As dificuldades de Jon foram semelhantes às da dezena de jornalistas portugueses, a maior parte de meios regionais, que vieram cobrir o evento vindos de Lisboa, Porto, Braga, Vila Real, Bragança, Portalegre ou Faro, em longos trajetos de avião, autocarro, comboio e automóvel, com longas escalas, voos perdidos, mudanças de transporte e, no fim, muito cansaço para chegar à capital da Galiza, que fica a 115 quilómetros de Valença.

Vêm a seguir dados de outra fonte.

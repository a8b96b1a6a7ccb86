//! Fakes for the live executor's collaborators.

use std::collections::HashMap;
use std::path::Path;
use std::sync::Mutex;
use std::time::Duration;

use async_trait::async_trait;
use tokio::sync::{mpsc, oneshot};

use runq_media::{
    engine_channel, DirectoryWatcher, EngineControl, EngineExit, EngineHandle, FsEvent,
    LiveTranscodeRequest, LiveTranscoder, MediaError, MediaResult, StreamProbe, WatchFilter,
    WatchSubscription,
};
use runq_models::{
    ClaimedJob, JobType, LiveUpdatePayload, RegisterRunner, RunnerCredential, RunnerId,
    RunnerToken,
};

use crate::client::{JobAuth, JobServer, ServerError, ServerResult};

#[derive(Default)]
struct RecordingState {
    updates: Vec<LiveUpdatePayload>,
    update_attempts: u32,
    fail_next: u32,
    abandoned: bool,
    latency: HashMap<String, Duration>,
    success_calls: u32,
    errors: Vec<String>,
    aborts: Vec<String>,
}

/// Job server that records what it receives, in arrival order.
#[derive(Default)]
pub struct RecordingServer {
    state: Mutex<RecordingState>,
}

impl RecordingServer {
    /// Fail the next `n` update calls with a retryable error.
    pub fn fail_next_updates(&self, n: u32) {
        self.state.lock().unwrap().fail_next = n;
    }

    /// Answer every job call with NotProcessing from now on.
    pub fn abandon(&self) {
        self.state.lock().unwrap().abandoned = true;
    }

    /// Delay the update for chunk `name`.
    pub fn set_latency(&self, name: &str, latency: Duration) {
        self.state
            .lock()
            .unwrap()
            .latency
            .insert(name.to_string(), latency);
    }

    pub fn update_attempts(&self) -> u32 {
        self.state.lock().unwrap().update_attempts
    }

    pub fn updates(&self) -> Vec<LiveUpdatePayload> {
        self.state.lock().unwrap().updates.clone()
    }

    /// Added chunk names in the order they were accepted.
    pub fn chunk_names(&self) -> Vec<String> {
        self.updates()
            .iter()
            .filter(|u| u.is_add())
            .map(|u| u.chunk().video_chunk_filename.clone())
            .collect()
    }

    pub fn removed_names(&self) -> Vec<String> {
        self.updates()
            .iter()
            .filter(|u| !u.is_add())
            .map(|u| u.chunk().video_chunk_filename.clone())
            .collect()
    }

    pub fn success_calls(&self) -> u32 {
        self.state.lock().unwrap().success_calls
    }

    pub fn errors(&self) -> Vec<String> {
        self.state.lock().unwrap().errors.clone()
    }

    pub fn aborts(&self) -> Vec<String> {
        self.state.lock().unwrap().aborts.clone()
    }

    /// Wait until `n` updates were accepted.
    pub async fn wait_for_updates(&self, n: usize) {
        tokio::time::timeout(Duration::from_secs(5), async {
            while self.updates().len() < n {
                tokio::time::sleep(Duration::from_millis(5)).await;
            }
        })
        .await
        .expect("updates did not arrive in time");
    }

    fn check_abandoned(&self) -> ServerResult<()> {
        if self.state.lock().unwrap().abandoned {
            Err(ServerError::NotProcessing)
        } else {
            Ok(())
        }
    }
}

#[async_trait]
impl JobServer for RecordingServer {
    async fn register(&self, _request: RegisterRunner) -> ServerResult<RunnerCredential> {
        Ok(RunnerCredential {
            runner_id: RunnerId::new(),
            runner_token: RunnerToken::generate(),
        })
    }

    async fn claim(
        &self,
        _runner_token: &RunnerToken,
        _accepted_types: &[JobType],
    ) -> ServerResult<Option<ClaimedJob>> {
        Ok(None)
    }

    async fn update(
        &self,
        _job: &JobAuth,
        _progress: Option<u8>,
        payload: Option<serde_json::Value>,
    ) -> ServerResult<()> {
        let update: LiveUpdatePayload = payload
            .ok_or_else(|| ServerError::Request("missing payload".to_string()))
            .and_then(|p| {
                serde_json::from_value(p).map_err(|e| ServerError::Request(e.to_string()))
            })?;

        let latency = {
            let mut state = self.state.lock().unwrap();
            state.update_attempts += 1;
            if state.abandoned {
                return Err(ServerError::NotProcessing);
            }
            if state.fail_next > 0 {
                state.fail_next -= 1;
                return Err(ServerError::Request("connection reset".to_string()));
            }
            state.latency.get(&update.chunk().video_chunk_filename).copied()
        };

        if let Some(latency) = latency {
            tokio::time::sleep(latency).await;
        }

        self.state.lock().unwrap().updates.push(update);
        Ok(())
    }

    async fn success(&self, _job: &JobAuth, _result: serde_json::Value) -> ServerResult<()> {
        self.state.lock().unwrap().success_calls += 1;
        self.check_abandoned()
    }

    async fn error(&self, _job: &JobAuth, message: &str) -> ServerResult<()> {
        self.state.lock().unwrap().errors.push(message.to_string());
        self.check_abandoned()
    }

    async fn abort(&self, _job: &JobAuth, reason: &str) -> ServerResult<()> {
        self.state.lock().unwrap().aborts.push(reason.to_string());
        self.check_abandoned()
    }
}

/// Engine started by [`FakeTranscoder`], driven by the test.
pub struct FakeEngine {
    pub request: LiveTranscodeRequest,
    control: EngineControl,
}

impl FakeEngine {
    pub fn finish(self, exit: EngineExit) {
        self.control.finish(exit);
    }

    /// Exit with `Stopped` once the executor asks for it.
    pub fn stop_when_asked(self) {
        let mut control = self.control;
        tokio::spawn(async move {
            control.stop_requested().await;
            control.finish(EngineExit::Stopped);
        });
    }
}

pub fn probe() -> StreamProbe {
    StreamProbe {
        has_audio: true,
        has_video: true,
        bitrate: 3_000_000,
        width: 1280,
        height: 720,
        fps: 30.0,
        ratio: 16.0 / 9.0,
    }
}

/// Transcoder whose engine writes nothing on its own.
pub struct FakeTranscoder {
    fail_probe: bool,
    started: Mutex<Option<oneshot::Sender<FakeEngine>>>,
}

impl FakeTranscoder {
    pub fn new() -> (Self, oneshot::Receiver<FakeEngine>) {
        let (tx, rx) = oneshot::channel();
        (
            Self {
                fail_probe: false,
                started: Mutex::new(Some(tx)),
            },
            rx,
        )
    }

    pub fn failing_probe() -> Self {
        Self {
            fail_probe: true,
            started: Mutex::new(None),
        }
    }
}

#[async_trait]
impl LiveTranscoder for FakeTranscoder {
    async fn probe(&self, _input_url: &str) -> MediaResult<StreamProbe> {
        if self.fail_probe {
            return Err(MediaError::invalid_stream("connection refused"));
        }
        Ok(probe())
    }

    async fn start(&self, request: LiveTranscodeRequest) -> MediaResult<EngineHandle> {
        let started = self
            .started
            .lock()
            .unwrap()
            .take()
            .ok_or_else(|| MediaError::internal("engine already started"))?;

        let (handle, control) = engine_channel();
        let _ = started.send(FakeEngine { request, control });
        Ok(handle)
    }
}

/// Watcher fed by the test through a channel.
pub struct ChannelWatcher {
    events: Mutex<Option<mpsc::Receiver<FsEvent>>>,
}

impl ChannelWatcher {
    pub fn new() -> (Self, mpsc::Sender<FsEvent>) {
        let (tx, rx) = mpsc::channel(256);
        (
            Self {
                events: Mutex::new(Some(rx)),
            },
            tx,
        )
    }
}

#[async_trait]
impl DirectoryWatcher for ChannelWatcher {
    async fn subscribe(&self, _dir: &Path, _filter: WatchFilter) -> MediaResult<WatchSubscription> {
        let events = self
            .events
            .lock()
            .unwrap()
            .take()
            .ok_or_else(|| MediaError::internal("already subscribed"))?;
        Ok(WatchSubscription::from_channel(events))
    }
}
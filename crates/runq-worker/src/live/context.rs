//! Per-job execution context for a live transcode.
//!
//! Everything concurrent parts of one execution share: the job credentials,
//! the retrying job server calls, and the `ended`/`errored` guards that let
//! exactly one terminal branch run.

use std::sync::atomic::{AtomicBool, Ordering};
use std::sync::Arc;

use tokio::sync::mpsc;

use runq_models::{JobType, LiveUpdatePayload};

use crate::client::{JobAuth, JobServer, ServerError, ServerResult};
use crate::logging::JobLogger;
use crate::metrics;
use crate::retry::{retry_async_unless, RetryConfig};

pub struct LiveJobContext {
    server: Arc<dyn JobServer>,
    auth: JobAuth,
    retry: RetryConfig,
    logger: JobLogger,
    ended: AtomicBool,
    errored: AtomicBool,
    /// Set as soon as the server answers NotProcessing
    abandoned: AtomicBool,
    /// Terminal update failures from background senders
    failures: mpsc::UnboundedSender<ServerError>,
}

impl LiveJobContext {
    /// Create the context and the receiver its send failures arrive on.
    pub fn new(
        server: Arc<dyn JobServer>,
        auth: JobAuth,
        retry: RetryConfig,
    ) -> (Arc<Self>, mpsc::UnboundedReceiver<ServerError>) {
        let (failures, failures_rx) = mpsc::unbounded_channel();
        let logger = JobLogger::new(&auth.job_id, JobType::LiveRtmpHlsTranscoding);

        let ctx = Arc::new(Self {
            server,
            auth,
            retry,
            logger,
            ended: AtomicBool::new(false),
            errored: AtomicBool::new(false),
            abandoned: AtomicBool::new(false),
            failures,
        });

        (ctx, failures_rx)
    }

    pub fn auth(&self) -> &JobAuth {
        &self.auth
    }

    pub fn logger(&self) -> &JobLogger {
        &self.logger
    }

    /// Enter the ENDED branch. False if a terminal branch was already taken.
    pub fn mark_ended(&self) -> bool {
        !self.errored.load(Ordering::SeqCst) && !self.ended.swap(true, Ordering::SeqCst)
    }

    /// Enter the ERRORED branch. False if a terminal branch was already taken.
    pub fn mark_errored(&self) -> bool {
        !self.ended.load(Ordering::SeqCst) && !self.errored.swap(true, Ordering::SeqCst)
    }

    pub fn is_errored(&self) -> bool {
        self.errored.load(Ordering::SeqCst)
    }

    /// True once the server no longer considers the job ours.
    pub fn is_abandoned(&self) -> bool {
        self.abandoned.load(Ordering::SeqCst)
    }

    /// Background senders stop once this is true.
    pub fn is_stopping(&self) -> bool {
        self.is_errored() || self.is_abandoned()
    }

    /// Hand a terminal send failure to the executor loop.
    pub fn fail(&self, error: ServerError) {
        if error.is_not_processing() {
            self.abandoned.store(true, Ordering::SeqCst);
        }
        let _ = self.failures.send(error);
    }

    /// Send one live update, retrying transient failures.
    pub async fn send_update(&self, update: &LiveUpdatePayload) -> ServerResult<()> {
        let kind = if update.is_add() { "add-chunk" } else { "remove-chunk" };
        let payload =
            serde_json::to_value(update).map_err(|e| ServerError::Request(e.to_string()))?;

        let result = self
            .call(kind, || self.server.update(&self.auth, None, Some(payload.clone())))
            .await;

        match &result {
            Ok(()) => metrics::record_update_sent(kind),
            Err(_) => metrics::record_update_failed(kind),
        }
        result
    }

    pub async fn report_success(&self) -> ServerResult<()> {
        self.call("success", || {
            self.server.success(&self.auth, serde_json::json!({}))
        })
        .await
    }

    pub async fn report_error(&self, message: &str) -> ServerResult<()> {
        self.call("error", || self.server.error(&self.auth, message))
            .await
    }

    pub async fn report_abort(&self, reason: &str) -> ServerResult<()> {
        self.call("abort", || self.server.abort(&self.auth, reason))
            .await
    }

    async fn call<F, Fut>(&self, operation: &str, f: F) -> ServerResult<()>
    where
        F: Fn() -> Fut,
        Fut: std::future::Future<Output = ServerResult<()>>,
    {
        retry_async_unless(&self.retry.named(operation), f, ServerError::is_not_processing)
            .await
            .into_result()
    }
}
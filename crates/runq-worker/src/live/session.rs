//! Filesystem event handling for one live execution.

use std::collections::HashMap;
use std::path::{Path, PathBuf};
use std::sync::Arc;

use tokio::task::JoinSet;
use tracing::{debug, info, warn};

use runq_media::hls;
use runq_media::{FsEvent, FsEventKind};
use runq_models::{ChunkUpdate, LiveUpdatePayload, PlaylistSnapshot};

use super::chunk_queue::ChunkQueue;
use super::context::LiveJobContext;
use super::playlists::PlaylistTracker;

/// Segment observed but not sent yet; the engine may still be writing it.
#[derive(Debug, Clone)]
struct PendingChunk {
    filename: String,
    path: PathBuf,
}

pub struct LiveSession {
    ctx: Arc<LiveJobContext>,
    work_dir: PathBuf,
    outputs: usize,
    playlists: PlaylistTracker,
    pending: HashMap<usize, Vec<PendingChunk>>,
    /// Newest segment handed to each resolution's queue
    last_flushed: HashMap<usize, String>,
    queues: HashMap<usize, ChunkQueue>,
    removals: JoinSet<()>,
}

impl LiveSession {
    pub fn new(ctx: Arc<LiveJobContext>, work_dir: PathBuf, outputs: usize) -> Self {
        Self {
            ctx,
            work_dir,
            outputs,
            playlists: PlaylistTracker::new(outputs),
            pending: HashMap::new(),
            last_flushed: HashMap::new(),
            queues: HashMap::new(),
            removals: JoinSet::new(),
        }
    }

    pub fn work_dir(&self) -> &Path {
        &self.work_dir
    }

    pub async fn handle_event(&mut self, event: FsEvent) {
        let Some(name) = event.file_name().map(str::to_string) else {
            return;
        };

        if hls::is_playlist(&event.path) {
            if event.kind != FsEventKind::Removed {
                self.on_playlist(&name);
            }
        } else if hls::is_segment(&event.path) {
            match event.kind {
                FsEventKind::Created => self.on_segment_created(name, event.path).await,
                FsEventKind::Removed => self.on_segment_removed(name).await,
                FsEventKind::Changed => {}
            }
        }

        // reap finished removal sends
        while self.removals.try_join_next().is_some() {}
    }

    fn on_playlist(&mut self, name: &str) {
        if !self.playlists.is_expected(name) {
            warn!(job_id = %self.ctx.auth().job_id, playlist = name, "Ignoring unexpected playlist");
            return;
        }
        if self.playlists.observe(name) {
            info!(job_id = %self.ctx.auth().job_id, "All playlists created");
        }
    }

    async fn on_segment_created(&mut self, filename: String, path: PathBuf) {
        let Some(resolution) = hls::segment_resolution(&filename).filter(|r| *r < self.outputs)
        else {
            warn!(job_id = %self.ctx.auth().job_id, chunk = %filename, "Ignoring segment of unknown resolution");
            return;
        };

        let already_known = self.last_flushed.get(&resolution) == Some(&filename)
            || self
                .pending
                .get(&resolution)
                .is_some_and(|p| p.iter().any(|c| c.filename == filename));
        if already_known {
            return;
        }

        // the previous segment is complete once the next one appears
        self.flush_resolution(resolution).await;
        self.pending
            .entry(resolution)
            .or_default()
            .push(PendingChunk { filename, path });
    }

    async fn on_segment_removed(&mut self, filename: String) {
        let resolution = hls::segment_resolution(&filename);
        if let Some(pending) = resolution.and_then(|r| self.pending.get_mut(&r)) {
            let before = pending.len();
            pending.retain(|c| c.filename != filename);
            if pending.len() < before {
                // never added, so there is nothing to remove on the server
                warn!(
                    job_id = %self.ctx.auth().job_id,
                    chunk = %filename,
                    "Segment evicted before it was sent, its add is lost"
                );
                return;
            }
        }

        let reference = resolution.and_then(|r| self.last_flushed.get(&r).cloned());
        let playlists = match (resolution, reference.as_deref()) {
            (Some(r), reference) => self.snapshot(r, reference).await,
            (None, _) => None,
        };

        let update = LiveUpdatePayload::RemoveChunk(ChunkUpdate {
            video_chunk_filename: filename,
            video_chunk_file: None,
            playlists,
        });

        let ctx = Arc::clone(&self.ctx);
        self.removals.spawn(async move {
            if ctx.is_stopping() {
                return;
            }
            if let Err(e) = ctx.send_update(&update).await {
                ctx.logger().log_warning(&format!(
                    "Failed to send chunk removal {}: {}",
                    update.chunk().video_chunk_filename,
                    e
                ));
                ctx.fail(e);
            }
        });
    }

    /// Move `resolution`'s pending segments onto its send queue, oldest first.
    async fn flush_resolution(&mut self, resolution: usize) {
        let Some(chunks) = self.pending.remove(&resolution) else {
            return;
        };

        for chunk in chunks {
            let playlists = self.snapshot(resolution, Some(&chunk.filename)).await;
            let update = LiveUpdatePayload::AddChunk(ChunkUpdate {
                video_chunk_filename: chunk.filename.clone(),
                video_chunk_file: Some(chunk.path),
                playlists,
            });

            debug!(resolution, chunk = %chunk.filename, "Queueing chunk");
            self.queue(resolution).push(update);
            self.last_flushed.insert(resolution, chunk.filename);
        }
    }

    /// Flush every resolution, used once the engine has ended.
    pub async fn flush_all(&mut self) {
        let mut resolutions: Vec<usize> = self.pending.keys().copied().collect();
        resolutions.sort_unstable();

        for resolution in resolutions {
            self.flush_resolution(resolution).await;
        }
    }

    /// Wait until every queued add and in-flight removal was sent.
    pub async fn drain(&mut self) {
        let queues: Vec<ChunkQueue> = self.queues.drain().map(|(_, q)| q).collect();
        futures::future::join_all(queues.into_iter().map(ChunkQueue::drain)).await;

        while let Some(result) = self.removals.join_next().await {
            if let Err(e) = result {
                if e.is_panic() {
                    warn!("Chunk removal task panicked: {}", e);
                }
            }
        }
    }

    /// Drop everything not sent yet.
    pub fn abort(&mut self) {
        for (_, queue) in self.queues.drain() {
            queue.abort();
        }
        self.removals.abort_all();
        self.pending.clear();
    }

    fn queue(&mut self, resolution: usize) -> &ChunkQueue {
        let ctx = &self.ctx;
        self.queues
            .entry(resolution)
            .or_insert_with(|| ChunkQueue::spawn(resolution, Arc::clone(ctx)))
    }

    /// Manifest contents to attach, once every expected manifest exists.
    ///
    /// The resolution manifest is cut after `reference` and left out when it
    /// does not list it yet.
    async fn snapshot(&self, resolution: usize, reference: Option<&str>) -> Option<PlaylistSnapshot> {
        if !self.playlists.all_created() {
            return None;
        }

        let master = match tokio::fs::read_to_string(self.work_dir.join(hls::MASTER_PLAYLIST)).await {
            Ok(content) => content,
            Err(e) => {
                warn!(job_id = %self.ctx.auth().job_id, "Failed to read master playlist: {}", e);
                return None;
            }
        };

        let filename = hls::playlist_name(resolution);
        let content = match reference {
            Some(reference) => match tokio::fs::read_to_string(self.work_dir.join(&filename)).await {
                Ok(content) => hls::trim_playlist(&content, reference),
                Err(e) => {
                    warn!(job_id = %self.ctx.auth().job_id, playlist = %filename, "Failed to read playlist: {}", e);
                    None
                }
            },
            None => None,
        };

        Some(PlaylistSnapshot {
            master_playlist_content: master,
            resolution_playlist_filename: filename,
            resolution_playlist_content: content,
        })
    }
}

Para Jon Worth, “Porto – Valença é OK, a cada hora ou duas há um comboio regional, serve a região, mas o problema da secção fronteiriça é que nem os portugueses bem os espanhóis têm um comboio [elétrico] que pode andar o caminho todo”, já que o trajeto é feito a diesel, por debaixo de catenária que tem duas tensões diferentes dos dois lados da fronteira, além de sistemas de sinalização também distintos.
“Há uma oportunidade clara para melhorar aí, tem que se fazer uma boa conexão regional a cada hora ou duas entre Vigo, Tui, Valença, Viana do Castelo e depois para o Porto”, disse, considerando que “é possível conectar sítios como esses com um bom comboio”.
Questionado acerca do desenvolvimento que não acontece enquanto se espera por uma linha de alta velocidade, Jon Worth disse à Lusa que “isso acontece em todo o lado pela Europa”, deixando que “o comboio normal se vá desfazendo”.
“Isso é muito, muito mau. É preciso solucionar os problemas que se podem solucionar de imediato”, assegurando que “basicamente toda a gente tenha o melhor comboio possível” na sua circunstância local.
Sobre outras fronteiras ferroviárias entre Portugal e Espanha, Jon Worth considerou a ligação de Lisboa a Madrid como “absolutamente horrível”, “ainda pior que Porto-Vigo”.
“Era preciso os ministros dos transportes [no caso português João Galamba, das Infraestruturas] dos dois países se sentarem para encontrar soluções para resolver isso. É sobretudo um problema operacional”, considerou, falando em falta de “vontade política”.
Ainda assim, e apesar dos comboios serem “velhos”, haver “muitos troços com via única” e por vezes as velocidades serem “bastante baixas”, deixou elogios à facilidade de transporte de bicicletas nos comboios portugueses, aos funcionários, e disse que a bilhética é “OK”, mas defendeu mais investimento em infraestrutura e digitalização, para saber “se o comboio está a horas” de forma mais simples, em tempo real.
“Olhe-se para as pessoas que apanham o comboio em Portugal. São mesmo pessoas bastante diferentes da sociedade portuguesa. São novos, são velhos, são famílias, são pessoas de negócios, é algo que toda a gente na sociedade usaria. Eu acho que isso é bom”, observou.